- Full name: Thomas Applegate Beach
- Born: January 18, 1955 (age 71) Buffalo, New York, U.S.
- Height: 1.66 m (5 ft 5 in)

Gymnastics career
- Discipline: Men's artistic gymnastics
- Country represented: United States;
- College team: California Golden Bears (1974–1977)
- Club: South Torrance High School
- Head coach: Harold Frey
- Assistant coach: Mas Watanabe
- Retired: c. 1984
- Medal record
Men's artistic gymnastics
Representing United States
| Event | 1st | 2nd | 3rd |
| Pan American Games | 0 | 2 | 0 |
| Total | 0 | 2 | 0 |
Pan American Games
| Silver medal – second place | 1983 Caracas | Team |
| Silver medal – second place | 1983 Caracas | Parallel bars |

= Tom Beach =

American gymnast (born 1955)

Thomas Applegate Beach (born January 18, 1955) is an American gymnast. He was a member of the United States men's national artistic gymnastics team and competed in eight events at the 1976 Summer Olympics.

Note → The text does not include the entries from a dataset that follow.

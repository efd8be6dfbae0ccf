fn main() {
    env_logger::init();
    if let Err(err) = uml_edge_router::run() {
        eprintln!("error: {err}");
        std::process::exit(1);
    }
}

==Early life and education==
Beach was born on January 18, 1955, in Buffalo, New York, and started gymnastics before he was six years old. He grew up in Torrance, California and attended South Torrance High School and was a highly sought after gymnastics recruit.

Beach competed at the 1984 United States Olympic trials but was not selected for the 1984 Summer Olympics team after he placed 21st in the all-around.